Uma pesquisa publicada em 2024 pela American
Psychological Association revelou que indivíduos em relacionamentos amorosos
saudáveis têm 50% menos probabilidade de desenvolver problemas de saúde mental,
como depressão e ansiedade, em comparação com aqueles que enfrentam relações
conflituosas ou vivem em isolamento emocional. O estudo também mostrou que esses
indivíduos relatam níveis mais altos de satisfação com a vida, maior
resiliência diante de situações adversas e menor incidência de distúrbios do
sono.
Além disso, uma pesquisa conduzida no mesmo ano
pela Aalto University, na Finlândia, demonstrou que o chamado “amor romântico”

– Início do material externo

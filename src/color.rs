//! Color Policy
//! Palette lookup, override precedence, exponential smoothing and beat brightness

use glam::Vec3;

use crate::shapes::CoreShape;

/// Base color before any shape has been chosen, also used while an image is displayed
pub const DEFAULT_BASE_COLOR: Vec3 = Vec3::new(0.05, 0.5, 1.0);

/// Fraction of the remaining distance covered per frame
pub const COLOR_LERP_RATE: f32 = 0.1;

/// Default color for each core shape, indexed by `CoreShape::index()`
pub const SHAPE_PALETTE: [[f32; 3]; CoreShape::COUNT] = [
    [0.0, 1.0, 1.0], // tornado: cyan
    [0.0, 0.4, 1.0], // cube: blue
    [1.0, 0.0, 0.6], // neural sphere: hot pink
    [1.0, 0.0, 0.0], // heart: red
    [0.2, 1.0, 0.3], // dna: green
    [0.6, 0.0, 1.0], // ring: purple
    [1.0, 0.8, 0.0], // pyramid: gold
    [1.0, 1.0, 1.0], // infinity: white
    [0.8, 0.9, 1.0], // star cluster: silver
    [0.0, 1.0, 0.2], // digital rain: matrix green
    [0.0, 0.2, 1.0], // atom: deep blue
    [1.0, 0.4, 0.0], // grid plains: orange
    [0.8, 0.6, 0.4], // saturn: beige
    [0.9, 0.0, 0.3], // data spike: crimson
    [0.6, 0.4, 0.9], // cross fire: lavender
    [0.0, 0.9, 0.9], // fluid wave: teal
    [0.8, 1.0, 1.0], // crystal: ice
    [0.5, 0.0, 0.8], // warp tunnel: violet
    [1.0, 0.0, 1.0], // chaos: magenta
    [0.1, 0.1, 0.1], // singularity: dark
];

pub fn palette_color(shape: CoreShape) -> Vec3 {
    Vec3::from_array(SHAPE_PALETTE[shape.index()])
}

/// Externally supplied colors that take precedence over the palette
#[derive(Clone, Copy, Debug, Default, PartialEq)]
pub struct ColorOverrides {
    /// Picked by the user
    pub manual: Option<Vec3>,
    /// Derived from lyric sentiment by an external collaborator
    pub sentiment: Option<Vec3>,
    /// An image is being displayed instead of a core shape
    pub image_mode: bool,
}

/// Resolve the color the smoothed base should head toward this frame
pub fn compute_target_color(shape: CoreShape, overrides: &ColorOverrides) -> Vec3 {
    if let Some(manual) = overrides.manual {
        return sanitize(manual);
    }
    if let Some(sentiment) = overrides.sentiment {
        return sanitize(sentiment);
    }
    if overrides.image_mode {
        return DEFAULT_BASE_COLOR;
    }
    palette_color(shape)
}

fn sanitize(color: Vec3) -> Vec3 {
    if color.is_finite() {
        color.clamp(Vec3::ZERO, Vec3::ONE)
    } else {
        DEFAULT_BASE_COLOR
    }
}

/// Smoothed base color shared by every particle
#[derive(Clone, Copy, Debug, PartialEq)]
pub struct BaseColor {
    pub current: Vec3,
}

impl Default for BaseColor {
    fn default() -> Self {
        Self {
            current: DEFAULT_BASE_COLOR,
        }
    }
}

impl BaseColor {
    /// One smoothing step: `current += (target - current) * rate`
    pub fn step(&mut self, target: Vec3) -> Vec3 {
        self.current += (target - self.current) * COLOR_LERP_RATE;
        self.current
    }
}

/// Core particles flash up to 3x on a full bass hit
#[inline]
pub fn core_color(base: Vec3, bass_impulse: f32) -> Vec3 {
    let brightness = 1.0 + bass_impulse * 2.0;
    (base * brightness).min(Vec3::ONE)
}

/// Atmosphere particles sit at 30% of the base and flash to 80%
#[inline]
pub fn atmosphere_color(base: Vec3, bass_impulse: f32) -> Vec3 {
    let dim = 0.3 + bass_impulse * 0.5;
    (base * dim).min(Vec3::ONE)
}

/// Parse `#rrggbb` (leading `#` optional) into 0.0-1.0 channels
pub fn parse_hex_color(hex: &str) -> anyhow::Result<Vec3> {
    let digits = hex.trim().trim_start_matches('#');
    if digits.len() != 6 {
        anyhow::bail!("expected a #rrggbb color, got {:?}", hex);
    }
    let rgb = u32::from_str_radix(digits, 16)
        .map_err(|e| anyhow::anyhow!("invalid hex color {:?}: {}", hex, e))?;
    Ok(Vec3::new(
        ((rgb >> 16) & 0xff) as f32 / 255.0,
        ((rgb >> 8) & 0xff) as f32 / 255.0,
        (rgb & 0xff) as f32 / 255.0,
    ))
}

/// Inverse of [`parse_hex_color`], used by the viewer color picker
pub fn to_hex_color(color: Vec3) -> String {
    let c = (color.clamp(Vec3::ZERO, Vec3::ONE) * 255.0).round();
    format!("#{:02x}{:02x}{:02x}", c.x as u8, c.y as u8, c.z as u8)
}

ativa áreas específicas do cérebro associadas à recompensa, empatia e regulação
emocional como os gânglios da base e o córtex pré-frontal. Essa ativação
neurológica está diretamente ligada à sensação de segurança emocional, fortalecimento
das funções cognitivas e estímulo à memória e ao aprendizado.

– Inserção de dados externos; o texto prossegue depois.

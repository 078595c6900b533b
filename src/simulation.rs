//! Simulation Loop for Particle VJ
//! Per-frame update of the core geometry and the atmosphere flow field

use std::sync::atomic::{AtomicU32, Ordering};
use std::sync::Arc;
use std::time::{Duration, Instant};

use glam::Vec3;
use rand::rngs::SmallRng;
use rand::{Rng, SeedableRng};
use rayon::prelude::*;

use crate::audio::{AudioFeatures, FrequencySource, Mood};
use crate::color::{
    atmosphere_color, compute_target_color, core_color, parse_hex_color, BaseColor, ColorOverrides,
};
use crate::config::{AppConfig, AudioConfig, SimulationConfig};
use crate::field::NoiseField;
use crate::flows::{advance_atmosphere, rotate_y, AtmosphereEffect, FlowParams};
use crate::shapes::{compute_shape_target, CoreShape, TORNADO_HALF_HEIGHT};

/// Base per-frame advance of the time accumulator
pub const TIME_STEP: f32 = 0.01;
/// Extra time per frame at full bass
pub const TIME_BASS_BOOST: f32 = 0.05;
/// Fraction of the distance to the target covered per frame at rest
pub const MOVE_LERP: f32 = 0.15;
/// Extra approach rate at full bass
pub const MOVE_LERP_BASS: f32 = 0.1;
/// Non-tornado targets grow by this fraction at full bass
pub const BASS_PULSE: f32 = 0.6;
/// Tornado x/z spread by this fraction at full bass
pub const TORNADO_EXPANSION: f32 = 1.5;
/// Tornado x/z jitter amplitude at full bass
pub const TORNADO_JITTER: f32 = 20.0;
const TURBULENCE_SCALE: f32 = 0.005;

const STREAM_SCATTER: u64 = 0x01;
const STREAM_ANCHOR: u64 = 0x02;
const STREAM_FRAME: u64 = 0x03;

/// SplitMix64 finalizer over the stream coordinates
#[inline]
fn stream_seed(seed: u64, stream: u64, index: u64, tick: u64) -> u64 {
    let mut z = seed
        ^ stream.wrapping_mul(0x9E37_79B9_7F4A_7C15)
        ^ index.wrapping_mul(0xBF58_476D_1CE4_E5B9)
        ^ tick.wrapping_mul(0x94D0_49BB_1331_11EB);
    z = (z ^ (z >> 30)).wrapping_mul(0xBF58_476D_1CE4_E5B9);
    z = (z ^ (z >> 27)).wrapping_mul(0x94D0_49BB_1331_11EB);
    z ^ (z >> 31)
}

// ============================================================================
// Buffers
// ============================================================================

/// Position and color for every particle, allocated once and rewritten in place
pub struct ParticleBuffers {
    positions: Vec<Vec3>,
    colors: Vec<Vec3>,
    core_count: usize,
}

impl ParticleBuffers {
    /// Scatter `particle_count` particles uniformly in the cube `[-extent, extent]^3`
    pub fn scattered(config: &SimulationConfig) -> Self {
        let mut rng = SmallRng::seed_from_u64(stream_seed(config.seed, STREAM_SCATTER, 0, 0));
        let extent = config.scatter_extent;
        let positions = (0..config.particle_count)
            .map(|_| {
                Vec3::new(
                    rng.gen_range(-extent..extent),
                    rng.gen_range(-extent..extent),
                    rng.gen_range(-extent..extent),
                )
            })
            .collect();

        Self {
            positions,
            colors: vec![Vec3::ONE; config.particle_count],
            core_count: config.core_count.min(config.particle_count),
        }
    }

    pub fn len(&self) -> usize {
        self.positions.len()
    }

    pub fn is_empty(&self) -> bool {
        self.positions.is_empty()
    }

    pub fn core_count(&self) -> usize {
        self.core_count
    }

    pub fn positions(&self) -> &[Vec3] {
        &self.positions
    }

    pub fn colors(&self) -> &[Vec3] {
        &self.colors
    }

    pub fn core_positions(&self) -> &[Vec3] {
        &self.positions[..self.core_count]
    }

    pub fn atmosphere_positions(&self) -> &[Vec3] {
        &self.positions[self.core_count..]
    }

    /// Tightly packed `f32` xyz triples, ready for a vertex buffer upload
    pub fn position_bytes(&self) -> &[u8] {
        bytemuck::cast_slice(&self.positions)
    }

    /// Tightly packed `f32` rgb triples
    pub fn color_bytes(&self) -> &[u8] {
        bytemuck::cast_slice(&self.colors)
    }
}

“Uma relação afetiva saudável atua como um fator
protetor. Isso ajuda a reduzir níveis de estresse, melhora a saúde do cérebro
de forma geral, ou seja, estar emocionalmente conectado com alguém libera
substâncias que nutrem o cérebro, fortalecendo suas funções gerais” explica a
Dra. Ana Carolina Gomes, neurologista do Hospital Alemão Oswaldo Cruz.
Relacionamentos pautados na confiança, no apoio
mútuo e na intimidade emocional são fundamentais para uma vida mais saudável e
equilibrada, contribuindo significativamente para a longevidade. Os impactos
positivos dessas conexões vão além do campo emocional, refletindo também na
saúde biológica e neurológica, ao reduzir o estresse, fortalecer o sistema
imunológico e melhorar a qualidade de vida ao longo dos anos, reforça a
especialista.
Neste Dia dos Namorados, vale lembrar que cultivar um relacionamento é também uma forma de autocuidado. Mais do que um gesto simbólico ou uma data comemorativa, amar e ser amado contribui de maneira concreta para o bem-estar integral, funcionamento pleno do cérebro e uma conexão que é boa para o coração e essencial para a mente.